• AIM OF THE TASK: An exact copy of all the entries below is what this task needs.

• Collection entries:
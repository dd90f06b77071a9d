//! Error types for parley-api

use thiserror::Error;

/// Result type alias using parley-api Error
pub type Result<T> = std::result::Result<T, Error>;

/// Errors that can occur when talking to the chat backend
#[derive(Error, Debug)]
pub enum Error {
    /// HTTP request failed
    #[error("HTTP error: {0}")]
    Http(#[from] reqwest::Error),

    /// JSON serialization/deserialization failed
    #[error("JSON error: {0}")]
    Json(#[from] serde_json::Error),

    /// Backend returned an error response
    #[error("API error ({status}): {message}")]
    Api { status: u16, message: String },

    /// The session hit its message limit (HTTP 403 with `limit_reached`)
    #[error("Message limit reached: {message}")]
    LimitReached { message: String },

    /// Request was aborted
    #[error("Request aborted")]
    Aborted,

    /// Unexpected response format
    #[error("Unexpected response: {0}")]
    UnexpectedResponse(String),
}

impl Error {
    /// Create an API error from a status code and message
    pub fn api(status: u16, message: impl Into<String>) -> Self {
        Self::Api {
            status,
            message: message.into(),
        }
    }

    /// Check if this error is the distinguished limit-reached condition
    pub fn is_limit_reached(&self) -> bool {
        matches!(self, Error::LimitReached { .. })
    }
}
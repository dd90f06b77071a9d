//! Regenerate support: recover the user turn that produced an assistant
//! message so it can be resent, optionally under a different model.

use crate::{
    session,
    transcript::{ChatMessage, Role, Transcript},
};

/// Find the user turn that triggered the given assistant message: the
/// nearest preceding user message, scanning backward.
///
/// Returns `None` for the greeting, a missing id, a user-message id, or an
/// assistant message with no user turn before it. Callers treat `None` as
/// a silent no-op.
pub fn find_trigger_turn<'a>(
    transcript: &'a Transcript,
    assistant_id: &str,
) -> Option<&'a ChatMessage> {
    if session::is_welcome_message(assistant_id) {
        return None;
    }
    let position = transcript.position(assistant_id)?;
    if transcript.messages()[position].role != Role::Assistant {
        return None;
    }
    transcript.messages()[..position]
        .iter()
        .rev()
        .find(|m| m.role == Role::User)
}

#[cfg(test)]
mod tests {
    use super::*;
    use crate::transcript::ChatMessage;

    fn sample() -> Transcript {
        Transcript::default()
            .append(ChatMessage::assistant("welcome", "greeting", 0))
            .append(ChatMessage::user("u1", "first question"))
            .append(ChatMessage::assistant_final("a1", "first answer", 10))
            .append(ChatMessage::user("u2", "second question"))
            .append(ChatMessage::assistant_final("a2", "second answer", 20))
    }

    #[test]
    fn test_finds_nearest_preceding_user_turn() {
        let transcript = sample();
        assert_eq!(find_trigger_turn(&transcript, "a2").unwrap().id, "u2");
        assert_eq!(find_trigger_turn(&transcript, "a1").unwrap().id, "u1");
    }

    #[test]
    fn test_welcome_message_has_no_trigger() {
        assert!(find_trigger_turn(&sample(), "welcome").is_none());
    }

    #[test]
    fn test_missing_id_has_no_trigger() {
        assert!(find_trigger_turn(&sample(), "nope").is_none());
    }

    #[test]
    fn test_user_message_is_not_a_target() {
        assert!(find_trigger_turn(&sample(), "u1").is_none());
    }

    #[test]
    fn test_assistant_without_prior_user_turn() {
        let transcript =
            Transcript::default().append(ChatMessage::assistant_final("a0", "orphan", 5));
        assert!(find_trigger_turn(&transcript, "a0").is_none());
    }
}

• RESULT OF THE EXERCISE:
repository dd90f06b77071a9d
//! Error types for parley-api

use thiserror::Error;

/// Result type alias using parley-api Error
pub type Result<T> = std::result::Result<T, Error>;

/// Errors that can occur when talking to the chat backend
#[derive(Error, Debug)]
pub enum Error {
    /// HTTP request failed
    #[error("HTTP error: {0}")]
    Http(#[from] reqwest::Error),

    /// JSON serialization/deserialization failed
    #[error("JSON error: {0}")]
    Json(#[from] serde_json::Error),

    /// Backend returned an error response
    #[error("API error ({status}): {message}")]
    Api { status: u16, message: String },

    /// The session hit its message limit (HTTP 403 with `limit_reached`)
    #[error("Message limit reached: {message}")]
    LimitReached { message: String },

    /// Request was aborted
    #[error("Request aborted")]
    Aborted,

    /// Unexpected response format
    #[error("Unexpected response: {0}")]
    UnexpectedResponse(String),
}

impl Error {
    /// Create an API error from a status code and message
    pub fn api(status: u16, message: impl Into<String>) -> Self {
        Self::Api {
            status,
            message: message.into(),
        }
    }

    /// Check if this error is the distinguished limit-reached condition
    pub fn is_limit_reached(&self) -> bool {
        matches!(self, Error::LimitReached { .. })
    }
}
repository dd90f06b77071a9d
//! Regenerate support: recover the user turn that produced an assistant
//! message so it can be resent, optionally under a different model.

use crate::{
    session,
    transcript::{ChatMessage, Role, Transcript},
};

/// Find the user turn that triggered the given assistant message: the
/// nearest preceding user message, scanning backward.
///
/// Returns `None` for the greeting, a missing id, a user-message id, or an
/// assistant message with no user turn before it. Callers treat `None` as
/// a silent no-op.
pub fn find_trigger_turn<'a>(
    transcript: &'a Transcript,
    assistant_id: &str,
) -> Option<&'a ChatMessage> {
    if session::is_welcome_message(assistant_id) {
        return None;
    }
    let position = transcript.position(assistant_id)?;
    if transcript.messages()[position].role != Role::Assistant {
        return None;
    }
    transcript.messages()[..position]
        .iter()
        .rev()
        .find(|m| m.role == Role::User)
}

#[cfg(test)]
mod tests {
    use super::*;
    use crate::transcript::ChatMessage;

    fn sample() -> Transcript {
        Transcript::default()
            .append(ChatMessage::assistant("welcome", "greeting", 0))
            .append(ChatMessage::user("u1", "first question"))
            .append(ChatMessage::assistant_final("a1", "first answer", 10))
            .append(ChatMessage::user("u2", "second question"))
            .append(ChatMessage::assistant_final("a2", "second answer", 20))
    }

    #[test]
    fn test_finds_nearest_preceding_user_turn() {
        let transcript = sample();
        assert_eq!(find_trigger_turn(&transcript, "a2").unwrap().id, "u2");
        assert_eq!(find_trigger_turn(&transcript, "a1").unwrap().id, "u1");
    }

    #[test]
    fn test_welcome_message_has_no_trigger() {
        assert!(find_trigger_turn(&sample(), "welcome").is_none());
    }

    #[test]
    fn test_missing_id_has_no_trigger() {
        assert!(find_trigger_turn(&sample(), "nope").is_none());
    }

    #[test]
    fn test_user_message_is_not_a_target() {
        assert!(find_trigger_turn(&sample(), "u1").is_none());
    }

    #[test]
    fn test_assistant_without_prior_user_turn() {
        let transcript =
            Transcript::default().append(ChatMessage::assistant_final("a0", "orphan", 5));
        assert!(find_trigger_turn(&transcript, "a0").is_none());
    }
}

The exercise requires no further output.